In 1978, Beckett’s 6-month-old daughter, Katie, contracted encephalitis and was placed on a ventilator that she would need indefinitely. When Beckett learned that Katie would have to spend the rest of her life in the hospital, she outlined for policymakers the significant cost savings — roughly $10,000 a month (in 1982 dollars!) — in seeking care for her daughter at home versus in a hospital setting.

 

Ultimately, her plea for help reached the White House and, in 1982, the Reagan administration passed a law widely known as the Katie Beckett Medicaid Waiver. In most states, it allows children under age 19 who require a high level of care to receive that care at home rather than an institution — without taking into account income from parents that may otherwise make their child ineligible for Medicaid.

 

Beckett, whose daughter went on to graduate from college and live to age 34, dedicated her life to advocating for disability rights.
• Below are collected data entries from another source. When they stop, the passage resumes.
// ============================================================================
// Price/Time Priority Matching Algorithm (FIFO)
// ============================================================================

use crate::domain::{BookSide, Trade, TradeIdSequencer};
use crate::interfaces::{Aggressor, MatchingAlgorithm};

/// Price/Time Priority (FIFO) matching algorithm
///
/// The best price trades first; at equal price the earliest resting order
/// trades first. Every execution happens at the resting order's price.
///
/// # Example
/// ```text
/// Book:  63500 @ 0.0010 (Order A, t=1)
///        63500 @ 0.0020 (Order B, t=2)
///        63600 @ 0.0050 (Order C, t=3)
///
/// Incoming: Buy 0.0025 @ 63500
/// Result: 0.0010 with A, then 0.0015 with B; C is never reached
/// ```
pub struct PriceTimePriority;

impl PriceTimePriority {
    pub fn new() -> Self {
        Self
    }
}

impl Default for PriceTimePriority {
    fn default() -> Self {
        Self::new()
    }
}

impl MatchingAlgorithm for PriceTimePriority {
    fn match_order(
        &self,
        aggressor: &mut Aggressor,
        opposite_side: &mut BookSide,
        trade_ids: &mut TradeIdSequencer,
    ) -> Vec<Trade> {
        let mut trades = Vec::new();

        while !aggressor.is_filled() {
            let Some(maker) = opposite_side.best() else {
                break;
            };

            // Levels are walked best-first, so the first miss ends the scan
            if !self.prices_cross(aggressor.side, aggressor.limit_price, maker.limit_price) {
                break;
            }

            let quantity = aggressor.remaining.min(maker.amount);
            let Some(fill) = opposite_side.fill_best(quantity) else {
                break;
            };

            aggressor.remaining = aggressor.remaining.saturating_sub(fill.filled);
            trades.push(Trade::new(
                trade_ids.next_id(),
                aggressor.side,
                &aggressor.order_id,
                &fill.order_id,
                fill.limit_price,
                fill.filled,
                aggressor.timestamp,
            ));
        }

        trades
    }

    fn name(&self) -> &str {
        "PriceTime"
    }
}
From testifying before Congress and partnering with lawmakers on shaping key legislation to founding a nonprofit that supports health care reform for families of children with disabilities, Beckett was hailed as a champion for the disability community for more than 35 years.

 

“A parent’s strength is a powerful thing,” Beckett wrote in an essay for the ACLU in 2007. “It’s time for all parents to come together to tell Congress to save Medicaid for people with disabilities.”

 

Without Julie’s impact and relentless fight for what was best for her daughter, millions of Americans would be worse off.  She was truly an incredible example of the power of advocacy and positive impact that even one individual can have on generations to come.